Рис. 30. Кимо- и электрокардиограмма кролика, предварительно получившего внутривенно 4 мг/кг атропина сульфата, а через 5 минут 0,2 мг/кг аконитина бромгмдрата.

В опытах с предварительной двухсторонней ваготомией атропин еще сильнее препятствовал развитию аконитового токсикоза. Несмотря на то, что животным вводилась явно смертельная доза аконитина через разные интервалы (5 и 10 минут) после атропина, дыхание не останавливалось, а наоборот, несколько усиливалось за счет глубины вдохов. Такая стимуляция продолжалась 20—30 минут. Исходный уровни артериального давления и его амплитуда осцилляций тоже существенно не изменялись. Не удалось обнаружить каких-либо отклонений на ЭКГ На всем протяжении опытов (40—75 минут) ЭКГ оставалась почти такой же, как до введения аконитина (рисунки 31, 32).

Рис. 31. Кимо- и электрокардиограмма ваготомированного кролика при внутривенном введении 4 мг/кг атропина сульфата.

Рис. 32. Кимо- и электрокардиограмма ваготомированного кролика при внутривенном введении 4 мг/кг атропина сульфата, а через 5 минут 0,2 мг/кг аконитина бромгидрата.

Шесть опытов поставлено для выяснения антидотного свойства атропина на фоне аконитинового отравления, т. е. атропин вводился после аконитина.

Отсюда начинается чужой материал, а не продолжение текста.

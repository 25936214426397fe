//! Test-time loss criteria.

use crate::error::{EvalError, Result};
use crate::task::Task;

/// Mean-reduced loss between raw model outputs and (normalized) targets.
#[derive(Debug, Clone, Copy, PartialEq, Eq)]
pub enum Criterion {
    /// `mean((p - t)^2)`
    Mse,
    /// `mean(max(x, 0) - x t + log(1 + exp(-|x|)))`
    BceWithLogits,
}

impl Criterion {
    pub fn for_task(task: Task) -> Self {
        match task {
            Task::Regression => Criterion::Mse,
            Task::Classification => Criterion::BceWithLogits,
        }
    }

    pub fn name(self) -> &'static str {
        match self {
            Criterion::Mse => "MSELoss",
            Criterion::BceWithLogits => "BCEWithLogitsLoss",
        }
    }

    pub fn forward(self, predictions: &[f32], targets: &[f32]) -> Result<f32> {
        if predictions.len() != targets.len() {
            return Err(EvalError::ShapeMismatch(format!(
                "{} predictions for {} targets",
                predictions.len(),
                targets.len()
            )));
        }
        if predictions.is_empty() {
            return Ok(0.0);
        }

        let pairs = predictions.iter().zip(targets).map(|(&p, &t)| (p as f64, t as f64));
        let total: f64 = match self {
            Criterion::Mse => pairs.map(|(p, t)| (p - t).powi(2)).sum(),
            Criterion::BceWithLogits => pairs
                .map(|(x, t)| x.max(0.0) - x * t + (1.0 + (-x.abs()).exp()).ln())
                .sum(),
        };
        Ok((total / predictions.len() as f64) as f32)
    }
}

#[cfg(test)]
mod tests {
    use super::*;

    #[test]
    fn test_for_task() {
        assert_eq!(Criterion::for_task(Task::Regression), Criterion::Mse);
        assert_eq!(Criterion::for_task(Task::Classification), Criterion::BceWithLogits);
    }

    #[test]
    fn test_mse() {
        let loss = Criterion::Mse.forward(&[1.0, 2.0, 3.0], &[1.5, 2.5, 3.5]).unwrap();
        assert!((loss - 0.25).abs() < 1e-6);
    }

    #[test]
    fn test_bce_at_zero_logit() {
        let loss = Criterion::BceWithLogits.forward(&[0.0], &[1.0]).unwrap();
        assert!((loss - std::f32::consts::LN_2).abs() < 1e-6);
    }

    #[test]
    fn test_bce_large_logits_stable() {
        let loss = Criterion::BceWithLogits
            .forward(&[100.0, -100.0], &[1.0, 0.0])
            .unwrap();
        assert!(loss.is_finite());
        assert!(loss < 1e-6);

        let wrong = Criterion::BceWithLogits.forward(&[100.0], &[0.0]).unwrap();
        assert!((wrong - 100.0).abs() < 1e-3);
    }

    #[test]
    fn test_length_mismatch() {
        assert!(matches!(
            Criterion::Mse.forward(&[1.0], &[1.0, 2.0]),
            Err(EvalError::ShapeMismatch(_))
        ));
    }
}
impl Registry {
    /// An empty registry with default dispatch options.
    pub fn new() -> Self {
        Self::default()
    }

    /// An empty registry with the given dispatch options.
    pub fn with_options(options: DispatchOptions) -> Self {
        Self {
            options,
            ..Self::default()
        }
    }

    /// The options `execute` applies.
    pub fn options(&self) -> DispatchOptions {
        self.options
    }

    /// Validates, compiles and stores one command.
    ///
    /// # Errors
    ///
    /// Returns `DefinitionError::InvalidSignature` for a malformed signature and
    /// `DefinitionError::DuplicateName` when a name is taken and the record does
    /// not ask to overwrite.
    pub fn register(&mut self, spec: CommandSpec) -> Result<(), DefinitionError> {
        let CommandSpec {
            names,
            parameters,
            raw,
            owner,
            description,
            overwrite,
            handler,
        } = spec;
        let names = dedupe(names);

        validate_signature(&names, &parameters, raw).map_err(|reason| {
            DefinitionError::InvalidSignature {
                command: names.first().cloned().unwrap_or_default(),
                reason,
            }
        })?;
        self.check_collisions(&names, overwrite)?;

        let invoker = Invoker::Compiled(converter::compile(&parameters, handler));
        log::debug!(
            "Registered command {:?} with {} parameter(s){}",
            names,
            parameters.len(),
            if raw { " (raw)" } else { "" }
        );
        self.insert(CommandDescriptor {
            names,
            parameters,
            raw,
            owner,
            description,
            invoker,
        });
        Ok(())
    }

    /// Creates a nested registry reachable under `name`.
    pub fn add_verb(&mut self, name: &str) -> Result<&mut Self, DefinitionError> {
        self.add_verb_with(VerbSpec::new([name]))
    }

    /// Like [`add_verb`](Self::add_verb), with aliases, owner and description.
    /// The child inherits this registry's dispatch options.
    pub fn add_verb_with(&mut self, spec: VerbSpec) -> Result<&mut Self, DefinitionError> {
        let VerbSpec {
            names,
            owner,
            description,
            overwrite,
        } = spec;
        let names = dedupe(names);
        let parameters = vec![ParameterDescriptor::string(VERB_PARAMETER)];

        validate_signature(&names, &parameters, true).map_err(|reason| {
            DefinitionError::InvalidSignature {
                command: names.first().cloned().unwrap_or_default(),
                reason,
            }
        })?;
        self.check_collisions(&names, overwrite)?;

        log::debug!("Registered verb {:?}", names);
        let child = Self::with_options(self.options);
        let index = self.insert(CommandDescriptor {
            names,
            parameters,
            raw: true,
            owner,
            description,
            invoker: Invoker::Verb(child),
        });
        match self.descriptors.get_mut(index).map(|d| &mut d.invoker) {
            Some(Invoker::Verb(child)) => Ok(child),
            _ => unreachable!("verb descriptor was just inserted"),
        }
    }

    /// Registers every command a source provides, stopping at the first error.
    /// Returns how many commands were registered.
    pub fn load(&mut self, source: &dyn CommandSource) -> Result<usize, DefinitionError> {
        let mut count = 0;
        for mut spec in source.commands() {
            if spec.owner.is_none() {
                spec.owner = Some(source.name().to_string());
            }
            self.register(spec)?;
            count += 1;
        }
        log::debug!("Loaded {} command(s) from '{}'", count, source.name());
        Ok(count)
    }

    /// Finds the command registered under `name` (primary name or alias).
    pub fn lookup(&self, name: &str) -> Option<&CommandDescriptor> {
        self.lookup
            .get(name)
            .and_then(|&index| self.descriptors.get(index))
    }

    /// True when `name` is registered.
    pub fn contains(&self, name: &str) -> bool {
        self.lookup.contains_key(name)
    }

    /// The child registry of the verb registered under `name`.
    pub fn verb(&self, name: &str) -> Option<&Self> {
        self.lookup(name).and_then(CommandDescriptor::verb)
    }

    /// Mutable access to a verb's child registry, for registering into it later.
    pub fn verb_mut(&mut self, name: &str) -> Option<&mut Self> {
        let index = *self.lookup.get(name)?;
        match &mut self.descriptors.get_mut(index)?.invoker {
            Invoker::Verb(child) => Some(child),
            Invoker::Compiled(_) => None,
        }
    }

    /// Registered commands and verbs, in registration order.
    pub fn commands(&self) -> impl Iterator<Item = &CommandDescriptor> {
        self.descriptors.iter()
    }

    /// Number of distinct commands (aliases are not counted).
    pub fn len(&self) -> usize {
        self.descriptors.len()
    }

    /// True when nothing is registered.
    pub fn is_empty(&self) -> bool {
        self.descriptors.is_empty()
    }

    /// Checks every name before anything is inserted, so a failed
    /// registration never leaves a partial entry behind.
    fn check_collisions(&self, names: &[String], overwrite: bool) -> Result<(), DefinitionError> {
        if overwrite {
            return Ok(());
        }
        match names.iter().find_map(|name| Some((name, self.lookup(name)?))) {
            Some((name, existing)) => Err(DefinitionError::DuplicateName {
                name: name.clone(),
                existing_owner: existing.owner_label(),
            }),
            None => Ok(()),
        }
    }

    /// Stores a descriptor and returns its index. Descriptors that lose
    /// their last name to it are dropped.
    fn insert(&mut self, descriptor: CommandDescriptor) -> usize {
        let mut index = self.descriptors.len();
        let mut replaced = Vec::new();
        for name in &descriptor.names {
            if let Some(previous) = self.lookup.insert(name.clone(), index) {
                log::debug!("Command name '{}' overwritten", name);
                replaced.push(previous);
            }
        }
        self.descriptors.push(descriptor);

        replaced.sort_unstable();
        replaced.dedup();
        for previous in replaced.into_iter().rev() {
            if !self.is_live(previous) {
                self.descriptors.remove(previous);
                for slot in self.lookup.values_mut() {
                    if *slot > previous {
                        *slot -= 1;
                    }
                }
                index -= 1;
            }
        }
        index
    }

    fn is_live(&self, index: usize) -> bool {
        self.descriptors.get(index).is_some_and(|descriptor| {
            descriptor
                .names
                .iter()
                .any(|name| self.lookup.get(name) == Some(&index))
        })
    }
}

Смертельные дозы аконитина вызывали типичные выше описанные изменения функциональной деятельности дыхательной и сердечно-сосудистой систем. Атропин в терапевтических дозах, введенный на фоне аконитинового снижения артериального давления, предотвращал наступление смерти у отравленных животных.

На рис. 33 отчетливо видно антагонистическое действие атропина при смертельном отравлении животных аконитином. Уже в момент введения антагониста восстанавливалось дыхание. Через 7—10 минут темп его ритма доходил до исходных величин, а амплитуда вдохов и выдохов стала намного выше. В дальнейшем (за 20—30 минут) полностью восстанавливался ритм дыхания, тогда как его глубина еще долго (в течение 2—2,5 часа) превосходила глубину дыхания в исходном состояния.

Рис. 33. Кимо- и электрокардиограмма кролика при внутривенном введении 0,1 мг/кг аконитина бромгидрида, а через 5 минут 4 мг/кг атропина сульфата.

На артериальное давление атропин оказывал двухфазное действие: а) если под влиянием аконитина уровень артериального давления еще не успел опуститься ниже 20 мм ртутного столба, он вызывал резкий подъем последнего. После этого в течение 3—5 минут давление оставалось на высоком уровне без особо резких скачков, присущих возбуждению блуждающих нервов, б) на 5—10-е минуты действия атропина появлялись знакомые нам «аконитиновые скачки», т. е. капе будто исчезал атропиновый эффект. Однако спустя 5—7 минут «аконитовый феномен» безвозвратно исчезал и на кимограмме появлялись кривые с умеренными осцилляциями.